STORED DATA START

//! Structured logging: console output in debug mode, a daily-rotating file
//! sink always, gated by the `debug` config flag.

use std::fs;
use std::path::PathBuf;
use std::time::{Duration, SystemTime};

use tracing_appender::rolling::{RollingFileAppender, Rotation};
use tracing_subscriber::{fmt, layer::SubscriberExt, util::SubscriberInitExt, EnvFilter};

const LOG_DIR_NAME: &str = ".taillamp";
const LOG_FILE_PREFIX: &str = "taillamp.log";
const LOG_MAX_AGE_SECS: u64 = 7 * 24 * 60 * 60;

pub fn init(debug: bool) {
    let env_filter = EnvFilter::try_from_default_env().unwrap_or_else(|_| {
        let level = if debug { "debug" } else { "info" };
        EnvFilter::new(format!("taillamp={level},warn"))
    });

    let file_appender = setup_file_appender();
    let file_layer = fmt::layer()
        .with_target(false)
        .with_ansi(false)
        .with_writer(file_appender);

    let console_layer = debug.then(|| fmt::layer().with_target(false));

    tracing_subscriber::registry()
        .with(env_filter)
        .with(file_layer)
        .with(console_layer)
        .init();
}

fn setup_file_appender() -> RollingFileAppender {
    let log_dir = dirs::home_dir()
        .unwrap_or_else(|| PathBuf::from("."))
        .join(LOG_DIR_NAME)
        .join("logs");

    fs::create_dir_all(&log_dir).ok();
    cleanup_old_logs(&log_dir);

    RollingFileAppender::new(Rotation::DAILY, log_dir, LOG_FILE_PREFIX)
}

fn cleanup_old_logs(log_dir: &PathBuf) {
    let max_age = Duration::from_secs(LOG_MAX_AGE_SECS);
    let Ok(entries) = fs::read_dir(log_dir) else { return };
    let now = SystemTime::now();

    for entry in entries.flatten() {
        let too_old = entry
            .metadata()
            .ok()
            .and_then(|m| m.modified().ok())
            .and_then(|modified| now.duration_since(modified).ok())
            .is_some_and(|age| age > max_age);

        if too_old {
            let _ = fs::remove_file(entry.path());
        }
    }
}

STORED DATA END

> PROBLEM REQUIREMENTS: Find the word "Rotation" in the records and pull out each line that has it.

> ANSWER BELOW:
use tracing_appender::rolling::{RollingFileAppender, Rotation};
    RollingFileAppender::new(Rotation::DAILY, log_dir, LOG_FILE_PREFIX)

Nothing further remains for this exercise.